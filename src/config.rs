//! Startup configuration.
//!
//! Values come from CLI flags with environment fallbacks (see [`crate::cli`]).
//! They are validated once into an immutable [`Config`] that is shared by the
//! store, the handlers and the scheduler.

use std::path::PathBuf;

use serde::Deserialize;

use crate::cli::Cli;

/// Errors that can occur while resolving configuration.
#[derive(Debug, thiserror::Error)]
pub enum ConfigError {
    /// A required option was not supplied.
    #[error("missing required setting {0}")]
    Missing(&'static str),

    /// The allowed user id is not a Telegram numeric id.
    #[error("ALLOWED_USER_ID must be a numeric Telegram user id, got {0:?}")]
    InvalidUserId(String),

    /// Brief hour or minute out of range.
    #[error("invalid daily brief time {hour:02}:{minute:02}")]
    InvalidBriefTime { hour: u32, minute: u32 },

    /// The credentials file could not be read.
    #[error("failed to read credentials file {path}: {source}")]
    ReadCredentials { path: PathBuf, source: std::io::Error },

    /// The credentials bundle is not a usable service-account key.
    #[error("invalid service-account credentials: {0}")]
    InvalidCredentials(#[from] serde_json::Error),
}

/// The fields of a Google service-account key file the bot uses.
#[derive(Clone, Deserialize)]
pub struct ServiceAccountKey {
    pub client_email: String,
    pub private_key: String,
    #[serde(default = "default_token_uri")]
    pub token_uri: String,
}

fn default_token_uri() -> String {
    "https://oauth2.googleapis.com/token".to_string()
}

impl std::fmt::Debug for ServiceAccountKey {
    fn fmt(&self, f: &mut std::fmt::Formatter<'_>) -> std::fmt::Result {
        f.debug_struct("ServiceAccountKey")
            .field("client_email", &self.client_email)
            .field("token_uri", &self.token_uri)
            .finish_non_exhaustive()
    }
}

/// Fully resolved configuration.
#[derive(Debug, Clone)]
pub struct Config {
    pub bot_token: String,
    /// `None` lets everyone in and disables the scheduled brief.
    pub allowed_user_id: Option<i64>,
    pub folder_id: String,
    pub file_name: String,
    pub brief_hour: u32,
    pub brief_minute: u32,
    pub credentials: ServiceAccountKey,
    pub default_category: String,
    pub telegram_api: String,
    pub drive_api: String,
    pub poll_timeout_secs: u64,
}

fn non_empty(value: &Option<String>) -> Option<String> {
    value
        .as_deref()
        .map(str::trim)
        .filter(|v| !v.is_empty())
        .map(str::to_string)
}

impl Config {
    /// Validate CLI/environment input into a `Config`.
    ///
    /// # Errors
    ///
    /// Returns [`ConfigError`] when a required value is missing or malformed.
    pub fn from_cli(cli: &Cli) -> Result<Self, ConfigError> {
        let bot_token = non_empty(&cli.bot_token).ok_or(ConfigError::Missing("BOT_TOKEN"))?;
        let folder_id = non_empty(&cli.folder_id).ok_or(ConfigError::Missing("DRIVE_FOLDER_ID"))?;

        let allowed_user_id = match non_empty(&cli.allowed_user_id) {
            Some(raw) => Some(raw.parse::<i64>().map_err(|_| ConfigError::InvalidUserId(raw))?),
            None => None,
        };

        if cli.brief_hour > 23 || cli.brief_minute > 59 {
            return Err(ConfigError::InvalidBriefTime {
                hour: cli.brief_hour,
                minute: cli.brief_minute,
            });
        }

        let raw_credentials = match (non_empty(&cli.google_creds_json), &cli.google_creds_file) {
            (Some(json), _) => json,
            (None, Some(path)) => std::fs::read_to_string(path)
                .map_err(|source| ConfigError::ReadCredentials { path: path.clone(), source })?,
            (None, None) => return Err(ConfigError::Missing("GOOGLE_CREDS_JSON")),
        };
        let credentials: ServiceAccountKey = serde_json::from_str(&raw_credentials)?;

        Ok(Config {
            bot_token,
            allowed_user_id,
            folder_id,
            file_name: cli.file_name.trim().to_string(),
            brief_hour: cli.brief_hour,
            brief_minute: cli.brief_minute,
            credentials,
            default_category: cli.default_category.trim().to_string(),
            telegram_api: cli.telegram_api.clone(),
            drive_api: cli.drive_api.clone(),
            poll_timeout_secs: cli.poll_timeout,
        })
    }

    /// Whether a caller passes the allow-list gate.
    pub fn is_allowed(&self, user_id: i64) -> bool {
        self.allowed_user_id.map_or(true, |allowed| allowed == user_id)
    }
}

#[cfg(test)]
pub(crate) fn test_config() -> Config {
    Config {
        bot_token: "TOKEN".into(),
        allowed_user_id: None,
        folder_id: "folder".into(),
        file_name: "tasks.json".into(),
        brief_hour: 8,
        brief_minute: 0,
        credentials: ServiceAccountKey {
            client_email: "bot@example.iam.gserviceaccount.com".into(),
            private_key: String::new(),
            token_uri: default_token_uri(),
        },
        default_category: "Inbox".into(),
        telegram_api: "http://127.0.0.1:9".into(),
        drive_api: "http://127.0.0.1:9".into(),
        poll_timeout_secs: 30,
    }
}
//! The task collection and the date/text helpers shared by every view.
//!
//! `Database` is the entire persisted state: one JSON array of tasks, read and
//! written as a whole by a [`crate::store::TaskStore`].

use std::collections::HashSet;

use chrono::{Local, NaiveDate};
use serde::{Deserialize, Serialize};

use crate::fields::*;
use crate::task::{NewTask, Task};

/// Timestamp format for `created_at` / `completed_at`.
pub const TIMESTAMP_FORMAT: &str = "%Y-%m-%d %H:%M";

/// In-memory copy of the remote task document.
#[derive(Debug, Clone, Default, Serialize, Deserialize)]
#[serde(transparent)]
pub struct Database {
    pub tasks: Vec<Task>,
}

impl Database {
    pub fn new(tasks: Vec<Task>) -> Self {
        Database { tasks }
    }

    /// Parse a downloaded document.
    pub fn from_json(bytes: &[u8]) -> serde_json::Result<Self> {
        serde_json::from_slice(bytes)
    }

    /// Serialize for upload: pretty printed, non-ASCII kept as is.
    pub fn to_json(&self) -> serde_json::Result<Vec<u8>> {
        serde_json::to_vec_pretty(self)
    }

    /// Generate the next available task ID.
    pub fn next_id(&self) -> u64 {
        self.tasks.iter().map(|t| t.id).max().unwrap_or(0) + 1
    }

    /// Get a mutable reference to a task by ID.
    pub fn get_mut(&mut self, id: u64) -> Option<&mut Task> {
        self.tasks.iter_mut().find(|t| t.id == id)
    }

    /// Open (not done) tasks in collection order.
    pub fn open_tasks(&self) -> Vec<&Task> {
        self.tasks.iter().filter(|t| t.is_open()).collect()
    }

    pub fn done_count(&self) -> usize {
        self.tasks.iter().filter(|t| t.status == Status::Done).count()
    }

    /// IDs that occur more than once, in first-repeat order.
    pub fn duplicate_ids(&self) -> Vec<u64> {
        let mut seen = HashSet::new();
        let mut dups = Vec::new();
        for t in &self.tasks {
            if !seen.insert(t.id) && !dups.contains(&t.id) {
                dups.push(t.id);
            }
        }
        dups
    }

    /// Append a freshly ingested task and return its id.
    pub fn add(&mut self, new: NewTask, category: &str, created_at: String) -> u64 {
        let id = self.next_id();
        self.tasks.push(Task {
            id,
            name: new.name,
            detail: String::new(),
            cat: category.to_string(),
            dept: "—".to_string(),
            pri: new.pri,
            status: Status::Open,
            deadline: new.deadline,
            notes: "Added via bot".to_string(),
            checklist: Vec::new(),
            created_at,
            completed_at: None,
            extra: Default::default(),
        });
        id
    }
}

/// Today's date in local time.
pub fn today() -> NaiveDate {
    Local::now().date_naive()
}

/// Current local time in [`TIMESTAMP_FORMAT`].
pub fn now_stamp() -> String {
    Local::now().format(TIMESTAMP_FORMAT).to_string()
}

/// Signed days from `today` until an ISO `YYYY-MM-DD` deadline.
///
/// Negative means overdue. `None` for empty or unparsable input, which callers
/// must treat as "no deadline", never as zero.
pub fn deadline_days(deadline: &str, today: NaiveDate) -> Option<i64> {
    let deadline = deadline.trim();
    if deadline.is_empty() {
        return None;
    }
    let due = NaiveDate::parse_from_str(deadline, "%Y-%m-%d").ok()?;
    Some((due - today).num_days())
}

/// Remove characters that would open or close Markdown emphasis.
pub fn sanitize_markup(s: &str) -> String {
    s.chars().filter(|c| !matches!(c, '*' | '_' | '`')).collect()
}

/// Keep at most `width` characters.
pub fn truncate(s: &str, width: usize) -> String {
    s.chars().take(width).collect()
}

• What the task asks
From the records above, pull every line that has the string "Database" and copy it.

• Solution for this task
//! `Database` is the entire persisted state: one JSON array of tasks, read and
pub struct Database {
impl Database {
        Database { tasks }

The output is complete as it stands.